WHAT YOU WILL DO: Scan the entries below and say how many lines contain "ordered". Write only the number.

* * * *

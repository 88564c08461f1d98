//! Reconciliation and transform error types.

use seer_core::CoreError;
use thiserror::Error;

#[derive(Debug, Clone, PartialEq, Eq, Error)]
pub enum SchemaError {
    /// A name is empty, or refers to nothing in the vocabulary or mapping.
    #[error("{kind} lookup failed for '{name}'")]
    Lookup { kind: &'static str, name: String },

    /// The working vocabulary refused a resolved item.
    #[error("cannot insert {kind} '{name}': {source}")]
    Insert {
        kind: &'static str,
        name: String,
        #[source]
        source: CoreError,
    },
}
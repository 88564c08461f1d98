//! Error types for the apply workflow and its collaborators.

use std::time::Duration;

use seer_core::ApplyStage;
use seer_core::ids::{JobId, ModelSessionId};
use seer_schema::SchemaError;
use thiserror::Error;

/// Failure of the remote inference service.
#[derive(Debug, Error)]
pub enum InferenceError {
    #[error("transport error: {0}")]
    Transport(String),

    #[error("timed out after {0:?}")]
    Timeout(Duration),

    #[error("malformed response: {0}")]
    Malformed(String),
}

/// Failure of a platform store (vocabulary, annotations, jobs, controls).
#[derive(Debug, Error)]
pub enum StoreError {
    #[error("request rejected: {0}")]
    Rejected(String),

    #[error("service unavailable: {0}")]
    Unavailable(String),

    #[error("{entity} {id} not found")]
    NotFound { entity: &'static str, id: u64 },
}

/// Failure to establish a model connection.
#[derive(Debug, Error)]
pub enum ConnectionError {
    #[error(
        "couldn't connect to model session {session_id}; make sure the model is deployed and try again: {source}"
    )]
    Unreachable {
        session_id: ModelSessionId,
        #[source]
        source: InferenceError,
    },

    #[error("model session {session_id} returned an unusable vocabulary: {source}")]
    Vocabulary {
        session_id: ModelSessionId,
        #[source]
        source: InferenceError,
    },
}

/// A reason an apply was aborted.
#[derive(Debug, Error)]
pub enum ApplyError {
    #[error(transparent)]
    Schema(#[from] SchemaError),

    #[error("inference call failed: {0}")]
    Inference(#[from] InferenceError),

    #[error("persistence failed: {0}")]
    Persistence(#[from] StoreError),

    #[error("edit controls could not be toggled: {0}")]
    Controls(#[source] StoreError),

    #[error(
        "job {job_id} does not enable dynamic class/tag restriction; enable it in the job settings to apply predictions"
    )]
    ConfigurationRequired { job_id: JobId },

    #[error("access scope was resolved for job {scope_job} but the session is in job {session_job:?}")]
    ScopeMismatch {
        scope_job: JobId,
        session_job: Option<JobId>,
    },

    #[error("apply panicked: {0}")]
    Panicked(String),
}

/// Umbrella error surfaced to the caller of `apply`.
///
/// Edit controls have always been re-enabled (or an attempt was made and
/// logged) by the time this is returned.
#[derive(Debug, Error)]
#[error("apply failed while {stage}: {source}")]
pub struct ApplyFailed {
    pub stage: ApplyStage,
    #[source]
    pub source: ApplyError,
}
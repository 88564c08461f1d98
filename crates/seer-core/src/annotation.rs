//! Prediction annotations returned by a model for a single frame.

use schemars::JsonSchema;
use serde::{Deserialize, Serialize};

use crate::enums::GeometryKind;
use crate::schema::{ClassDef, TagDef};

/// Value carried by a tag. `Empty` is encoded as JSON `null`.
#[derive(Debug, Clone, PartialEq, Serialize, Deserialize, JsonSchema)]
#[serde(untagged)]
pub enum TagValue {
    Number(f64),
    Text(String),
    Empty,
}

/// A tag instance referencing its definition.
#[derive(Debug, Clone, PartialEq, Serialize, Deserialize, JsonSchema)]
pub struct Tag {
    pub def: TagDef,
    #[serde(default = "empty_value")]
    pub value: TagValue,
}

const fn empty_value() -> TagValue {
    TagValue::Empty
}

impl Tag {
    #[must_use]
    pub const fn new(def: TagDef, value: TagValue) -> Self {
        Self { def, value }
    }
}

/// Geometry payload of a label. The coordinates are opaque to seer and are
/// handed to the annotation store untouched.
#[derive(Debug, Clone, PartialEq, Serialize, Deserialize, JsonSchema)]
pub struct Geometry {
    pub shape: GeometryKind,
    #[serde(default)]
    pub data: serde_json::Value,
}

/// One detected object: its class, geometry and label-level tags.
#[derive(Debug, Clone, PartialEq, Serialize, Deserialize, JsonSchema)]
pub struct Label {
    pub class: ClassDef,
    pub geometry: Geometry,
    #[serde(default)]
    pub tags: Vec<Tag>,
}

/// Model output for one frame.
#[derive(Debug, Clone, Default, PartialEq, Serialize, Deserialize, JsonSchema)]
pub struct PredictionAnnotation {
    #[serde(default)]
    pub frame_tags: Vec<Tag>,
    #[serde(default)]
    pub labels: Vec<Label>,
}

impl PredictionAnnotation {
    /// Number of tags across the frame and all labels.
    #[must_use]
    pub fn tag_count(&self) -> usize {
        self.frame_tags.len() + self.labels.iter().map(|l| l.tags.len()).sum::<usize>()
    }
}

#[cfg(test)]
mod tests {
    use super::*;
    use crate::enums::TagValueType;

    #[test]
    fn tag_values_decode_untagged() {
        let tags: Vec<Tag> = serde_json::from_str(
            r#"[
                {"def":{"name":"speed","value_type":{"type":"any_number"}},"value":42.5},
                {"def":{"name":"plate","value_type":{"type":"any_string"}},"value":"AB123"},
                {"def":{"name":"parked","value_type":{"type":"none"}},"value":null},
                {"def":{"name":"moving","value_type":{"type":"none"}}}
            ]"#,
        )
        .unwrap();

        assert_eq!(tags[0].value, TagValue::Number(42.5));
        assert_eq!(tags[1].value, TagValue::Text("AB123".into()));
        assert_eq!(tags[2].value, TagValue::Empty);
        assert_eq!(tags[3].value, TagValue::Empty);
        assert_eq!(tags[3].def.value_type, TagValueType::None);
    }

    #[test]
    fn tag_count_spans_frame_and_labels() {
        let speed = Tag::new(
            TagDef::new("speed", TagValueType::AnyNumber),
            TagValue::Number(3.0),
        );
        let annotation = PredictionAnnotation {
            frame_tags: vec![speed.clone()],
            labels: vec![Label {
                class: ClassDef::new("car", GeometryKind::Rectangle),
                geometry: Geometry {
                    shape: GeometryKind::Rectangle,
                    data: serde_json::json!({"points": [[0, 0], [10, 10]]}),
                },
                tags: vec![speed.clone(), speed],
            }],
        };
        assert_eq!(annotation.tag_count(), 3);
    }
}
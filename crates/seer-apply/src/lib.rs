//! # seer-apply
//!
//! Runs a deployed model over one video frame and folds its prediction into
//! the labeling project.
//!
//! An apply is a single critical section over the labeling session's edit
//! controls: disable them, call the model for exactly one frame, reconcile
//! the model vocabulary into the project vocabulary, persist the vocabulary
//! and the remapped annotation, then re-enable the controls whatever
//! happened in between.
//!
//! The remote services (model, vocabulary store, annotation store, edit
//! controls, job lookup) are traits in [`collaborators`]; the host injects
//! implementations. Per-project vocabulary state lives in an explicit
//! [`VocabularyCache`] owned by the host rather than in process globals.

pub mod cache;
pub mod clock;
pub mod collaborators;
pub mod connection;
pub mod error;
pub mod orchestrator;
pub mod scope;
pub mod session;

#[cfg(test)]
mod test_support;

pub use cache::{ProjectVocabulary, VocabularyCache};
pub use clock::{RequestClock, RequestTicket};
pub use collaborators::{
    AnnotationStore, EditControlGate, InferenceClient, InferenceRequest, JobInfoLookup,
    SessionInfo, TagTarget, VocabularyStore,
};
pub use connection::ModelConnection;
pub use error::{ApplyError, ApplyFailed, ConnectionError, InferenceError, StoreError};
pub use orchestrator::{
    ApplyContext, ApplyOptions, ApplyOrchestrator, ApplyOutcome, ApplyReport, policy_from_config,
};
pub use scope::{ScopeTracker, effective_keep_set, resolve_scope};
pub use session::LabelingSession;
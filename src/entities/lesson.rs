//! Lessons; the lesson content is the markdown body of the document

use super::{set_opt, Entity, Fields};
use crate::error::Result;
use crate::schema::catalog::LESSONS;
use crate::storage::document::Document;
use chrono::{DateTime, Utc};
use serde::Serialize;

#[derive(Debug, Clone, PartialEq, Serialize)]
pub struct Lesson {
    pub id: String,
    pub course_id: String,
    pub title: String,
    pub content: String,
    /// Position within the course, dense from 1
    pub order: i64,
    pub created_at: Option<DateTime<Utc>>,
    pub updated_at: Option<DateTime<Utc>>,
}

impl Entity for Lesson {
    const COLLECTION: &'static str = LESSONS;

    fn id(&self) -> &str {
        &self.id
    }

    fn to_document(&self) -> Document {
        let mut doc = Document::new(&self.id).with_body(&self.content);
        doc.set("course_id", &self.course_id)
            .set("title", &self.title)
            .set("order", self.order);
        set_opt(&mut doc, "created_at", self.created_at);
        set_opt(&mut doc, "updated_at", self.updated_at);
        doc
    }

    fn from_document(doc: &Document) -> Result<Self> {
        let f = Fields::of(doc, LESSONS);
        Ok(Self {
            id: doc.id.clone(),
            course_id: f.string("course_id")?,
            title: f.string("title")?,
            content: doc.body.clone(),
            order: f.int("order")?,
            created_at: f.opt_datetime("created_at")?,
            updated_at: f.opt_datetime("updated_at")?,
        })
    }
}

#[cfg(test)]
mod tests {
    use super::*;

    #[test]
    fn test_content_lives_in_body() {
        let lesson = Lesson {
            id: "l-1".into(),
            course_id: "c-1".into(),
            title: "Lesson 1: Basics".into(),
            content: "# Basics\n\nVariables hold values.".into(),
            order: 1,
            created_at: None,
            updated_at: None,
        };

        let doc = lesson.to_document();
        assert!(doc.get("content").is_none());
        assert_eq!(doc.body, lesson.content);

        let rendered = doc.render().unwrap();
        let parsed = Document::parse("l-1", &rendered).unwrap();
        assert_eq!(Lesson::from_document(&parsed).unwrap(), lesson);
    }
}
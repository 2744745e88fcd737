//! EduHub - an online-learning database over git-versioned markdown
//!
//! Entities live as markdown documents with YAML frontmatter, one collection
//! per entity type. Every write goes through the [`Database`] session, which
//! validates against the registered schemas, enforces unique fields, and
//! commits the change to git.
//!
//! # Architecture Overview
//!
//! ```text
//! ┌─────────────────────────────────────────────────────────────────┐
//! │                         EduHub                                  │
//! ├─────────────────────────────────────────────────────────────────┤
//! │  ┌─────────────┐  ┌─────────────┐  ┌─────────────────────────┐  │
//! │  │  Reports    │  │  Features   │  │   Views                 │  │
//! │  │  (13 stats) │  │ search/geo/ │  │   (Tera templates)      │  │
//! │  │             │  │ archive     │  │                         │  │
//! │  └──────┬──────┘  └──────┬──────┘  └───────────┬─────────────┘  │
//! │         ▼                ▼                     ▼                │
//! │  ┌─────────────────────────────────────────────────────────────┐│
//! │  │   Repositories (users, courses, enrollments, lessons, ...)  ││
//! │  │   Query layer (filters, aggregation pipelines)              ││
//! │  └──────────────────────────┬──────────────────────────────────┘│
//! │                             ▼                                   │
//! │  ┌─────────────────────────────────────────────────────────────┐│
//! │  │   Database session: schemas, unique checks, auto-commit     ││
//! │  └──────────────────────────┬──────────────────────────────────┘│
//! │                             ▼                                   │
//! │  ┌─────────────────────────────────────────────────────────────┐│
//! │  │   Storage (Collection / Document)  +  Git backend           ││
//! │  │   /collections/{name}/{id}.md                               ││
//! │  └─────────────────────────────────────────────────────────────┘│
//! └─────────────────────────────────────────────────────────────────┘
//! ```

pub mod config;
pub mod entities;
pub mod error;
pub mod export;
pub mod features;
pub mod git;
pub mod query;
pub mod repo;
pub mod reports;
pub mod schema;
pub mod seed;
pub mod storage;
pub mod validation;
pub mod views;

pub use config::Config;
pub use error::{Error, Result};
pub use query::filter::Filter;
pub use schema::Schema;
pub use storage::collection::Collection;
pub use storage::document::{Document, Value};

use std::path::PathBuf;

/// The main database handle
pub struct Database {
    /// Root path of the database
    pub root: PathBuf,
    /// Git repository handle
    pub git: git::Repository,
    /// Loaded configuration
    pub config: Config,
    /// Schema registry
    pub(crate) schema: schema::SchemaRegistry,
}

impl Database {
    /// Open or create a database at the given path
    pub async fn open(path: impl Into<PathBuf>) -> Result<Self> {
        let root = path.into();
        tokio::fs::create_dir_all(&root).await?;
        let config = Config::load(&root)?;
        let git = git::Repository::open_or_init(&root, &config)?;
        let schema = schema::SchemaRegistry::load(&root)?;

        Ok(Self {
            root,
            git,
            config,
            schema,
        })
    }

    /// Handle to a collection by name
    pub fn collection(&self, name: &str) -> Result<Collection> {
        validation::validate_collection_name(name)?;
        Ok(Collection::open(name, &self.root))
    }

    /// The schema registered for a collection, if any
    pub fn schema(&self, name: &str) -> Option<&Schema> {
        self.schema.get(name)
    }

    pub fn schemas(&self) -> impl Iterator<Item = &Schema> {
        self.schema.list()
    }

    /// Install the built-in validators.
    ///
    /// Destructive: every entity collection and the archive are dropped and
    /// recreated empty, so data must be seeded again afterwards.
    pub async fn apply_validators(&mut self) -> Result<()> {
        let archive = self.config.archive_collection.clone();
        let schemas = schema::catalog::all()
            .into_iter()
            .chain(std::iter::once(schema::catalog::archived_enrollments(&archive)));

        for schema in schemas {
            let collection = self.collection(&schema.name)?;
            collection.drop_all().await?;
            collection.ensure_exists().await?;
            tracing::info!("Applied validator to collection '{}'", schema.name);
            self.schema.register(schema)?;
        }

        self.commit("Apply collection validators")?;
        Ok(())
    }

    /// Fetch a document by id
    pub async fn get(&self, collection: &str, id: &str) -> Result<Option<Document>> {
        self.collection(collection)?.get(id).await
    }

    /// Fetch a document that must exist
    pub async fn require(&self, collection: &str, id: &str) -> Result<Document> {
        self.get(collection, id).await?.ok_or_else(|| Error::NotFound {
            collection: collection.to_string(),
            id: id.to_string(),
        })
    }

    pub async fn exists(&self, collection: &str, id: &str) -> Result<bool> {
        Ok(self.collection(collection)?.contains(id).await)
    }

    /// All documents of a collection matching `filter`, ordered by id
    pub async fn find(&self, collection: &str, filter: &Filter) -> Result<Vec<Document>> {
        let docs = self.collection(collection)?.list().await?;
        Ok(docs.into_iter().filter(|d| filter.matches(d)).collect())
    }

    pub async fn find_one(&self, collection: &str, filter: &Filter) -> Result<Option<Document>> {
        Ok(self.find(collection, filter).await?.into_iter().next())
    }

    /// Run every check a write of `doc` would run, without writing
    pub async fn validate(&self, collection: &str, doc: &Document) -> Result<()> {
        validation::validate_document_id(&doc.id)?;
        self.check(collection, doc).await
    }

    /// Validate and insert a new document. Does not commit.
    pub async fn insert(&self, collection: &str, doc: &Document) -> Result<()> {
        self.validate(collection, doc).await?;
        self.collection(collection)?.insert(doc).await
    }

    /// Validate and overwrite an existing document. Does not commit.
    pub async fn update(&self, collection: &str, doc: &Document) -> Result<()> {
        self.validate(collection, doc).await?;
        self.collection(collection)?.update(doc).await
    }

    /// Validate and write a document whether or not it exists. Does not commit.
    pub async fn upsert(&self, collection: &str, doc: &Document) -> Result<()> {
        self.validate(collection, doc).await?;
        self.collection(collection)?.upsert(doc).await
    }

    /// Remove a document. Does not commit.
    pub async fn delete(&self, collection: &str, id: &str) -> Result<bool> {
        self.collection(collection)?.delete(id).await
    }

    /// Commit pending changes when auto-commit is enabled
    pub fn commit(&self, message: &str) -> Result<()> {
        if self.config.auto_commit {
            self.git.commit(message)?;
        }
        Ok(())
    }

    /// Start a grouped commit for a multi-document write
    pub fn transaction(&self, message: impl Into<String>) -> git::Transaction<'_> {
        git::Transaction::begin(&self.git, message)
    }

    /// Finish a grouped commit, honouring auto-commit
    pub fn commit_transaction(&self, tx: git::Transaction<'_>) -> Result<()> {
        if self.config.auto_commit {
            tx.commit()?;
        }
        Ok(())
    }

    async fn check(&self, collection: &str, doc: &Document) -> Result<()> {
        let Some(schema) = self.schema.get(collection) else {
            return Ok(());
        };

        schema.validate(doc).map_err(|e| e.into_error(collection))?;

        let unique: Vec<&str> = schema.unique_fields().collect();
        if unique.is_empty() {
            return Ok(());
        }

        let existing = self.collection(collection)?.list().await?;
        for field in unique {
            let Some(value) = doc.get(field).filter(|v| !v.is_null()) else {
                continue;
            };
            let taken = existing
                .iter()
                .filter(|other| other.id != doc.id)
                .any(|other| other.get(field) == Some(value));
            if taken {
                return Err(Error::Conflict {
                    collection: collection.to_string(),
                    field: field.to_string(),
                    value: value.as_str().map(str::to_string).unwrap_or_else(|| format!("{:?}", value)),
                });
            }
        }

        Ok(())
    }
}
//! Collection - a group of documents stored in a directory
//!
//! Each entity type maps to one collection, and each document is a markdown
//! file named after its id.
//!
//! Directory structure:
//! ```text
//! /collections/
//!   /courses/
//!     6f1c...e2.md
//!   /lessons/
//!     0b9a...41.md
//! ```

use super::document::Document;
use crate::error::{Error, Result};
use crate::validation::validate_document_id;
use std::path::{Path, PathBuf};
use tokio::fs;
use walkdir::WalkDir;

/// A collection of documents
#[derive(Debug, Clone)]
pub struct Collection {
    /// Name of the collection (directory name)
    pub name: String,
    /// Path to the collection directory
    pub path: PathBuf,
}

impl Collection {
    /// Open a collection at the given path
    pub fn open(name: impl Into<String>, base_path: &Path) -> Self {
        let name = name.into();
        let path = base_path.join("collections").join(&name);
        Self { name, path }
    }

    /// Create the collection directory if it doesn't exist
    pub async fn ensure_exists(&self) -> Result<()> {
        fs::create_dir_all(&self.path).await?;
        Ok(())
    }

    /// Check if the collection exists
    pub async fn exists(&self) -> bool {
        fs::metadata(&self.path)
            .await
            .map(|m| m.is_dir())
            .unwrap_or(false)
    }

    /// Remove the collection and every document in it
    pub async fn drop_all(&self) -> Result<()> {
        if self.exists().await {
            fs::remove_dir_all(&self.path).await?;
        }
        Ok(())
    }

    /// List all documents in the collection, ordered by id
    pub async fn list(&self) -> Result<Vec<Document>> {
        let mut documents = Vec::new();

        if !self.exists().await {
            return Ok(documents);
        }

        for entry in WalkDir::new(&self.path)
            .min_depth(1)
            .max_depth(1)
            .sort_by_file_name()
        {
            let entry = entry?;
            let path = entry.path();
            if path.extension().map(|e| e == "md").unwrap_or(false) {
                match self.read_document(path).await {
                    Ok(doc) => documents.push(doc),
                    Err(e) => tracing::warn!("Skipping unreadable document {:?}: {}", path, e),
                }
            }
        }

        Ok(documents)
    }

    /// Read a single document by ID
    pub async fn get(&self, id: &str) -> Result<Option<Document>> {
        let Some(path) = self.existing_path(id) else {
            return Ok(None);
        };
        if !path.exists() {
            return Ok(None);
        }
        self.read_document(&path).await.map(Some)
    }

    /// Whether a document with this id is present
    pub async fn contains(&self, id: &str) -> bool {
        self.existing_path(id).is_some_and(|path| path.exists())
    }

    /// Insert a new document
    pub async fn insert(&self, doc: &Document) -> Result<()> {
        let path = self.document_path(&doc.id)?;
        self.ensure_exists().await?;

        if path.exists() {
            return Err(Error::DocumentAlreadyExists {
                collection: self.name.clone(),
                id: doc.id.clone(),
            });
        }

        self.write_document(&path, doc).await
    }

    /// Update an existing document
    pub async fn update(&self, doc: &Document) -> Result<()> {
        let Some(path) = self.existing_path(&doc.id).filter(|p| p.exists()) else {
            return Err(Error::NotFound {
                collection: self.name.clone(),
                id: doc.id.clone(),
            });
        };

        self.write_document(&path, doc).await
    }

    /// Upsert a document (insert or update)
    pub async fn upsert(&self, doc: &Document) -> Result<()> {
        let path = self.document_path(&doc.id)?;
        self.ensure_exists().await?;
        self.write_document(&path, doc).await
    }

    /// Delete a document by ID
    pub async fn delete(&self, id: &str) -> Result<bool> {
        let Some(path) = self.existing_path(id) else {
            return Ok(false);
        };
        if path.exists() {
            fs::remove_file(&path).await?;
            Ok(true)
        } else {
            Ok(false)
        }
    }

    /// Count documents in the collection
    pub async fn count(&self) -> Result<usize> {
        let docs = self.list().await?;
        Ok(docs.len())
    }

    /// File of a document, for ids that can name one
    fn document_path(&self, id: &str) -> Result<PathBuf> {
        validate_document_id(id)?;
        Ok(self.path.join(format!("{}.md", id)))
    }

    /// Lookup path; an id that fails validation names no stored document
    fn existing_path(&self, id: &str) -> Option<PathBuf> {
        self.document_path(id).ok()
    }

    async fn write_document(&self, path: &Path, doc: &Document) -> Result<()> {
        let content = doc.render()?;
        fs::write(path, content)
            .await
            .map_err(|source| Error::FileWriteError {
                path: path.to_path_buf(),
                source,
            })
    }

    /// Read a document from a path
    async fn read_document(&self, path: &Path) -> Result<Document> {
        let id = path
            .file_stem()
            .and_then(|s| s.to_str())
            .ok_or_else(|| Error::Other(format!("Invalid document path {:?}", path)))?;

        let content = fs::read_to_string(path)
            .await
            .map_err(|source| Error::FileReadError {
                path: path.to_path_buf(),
                source,
            })?;
        let mut doc = Document::parse(id, &content)?;

        // Set relative path within collection
        if let Ok(relative) = path.strip_prefix(&self.path) {
            doc.path = relative.to_path_buf();
        }

        Ok(doc)
    }
}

* * * *

ANSWER BELOW: 2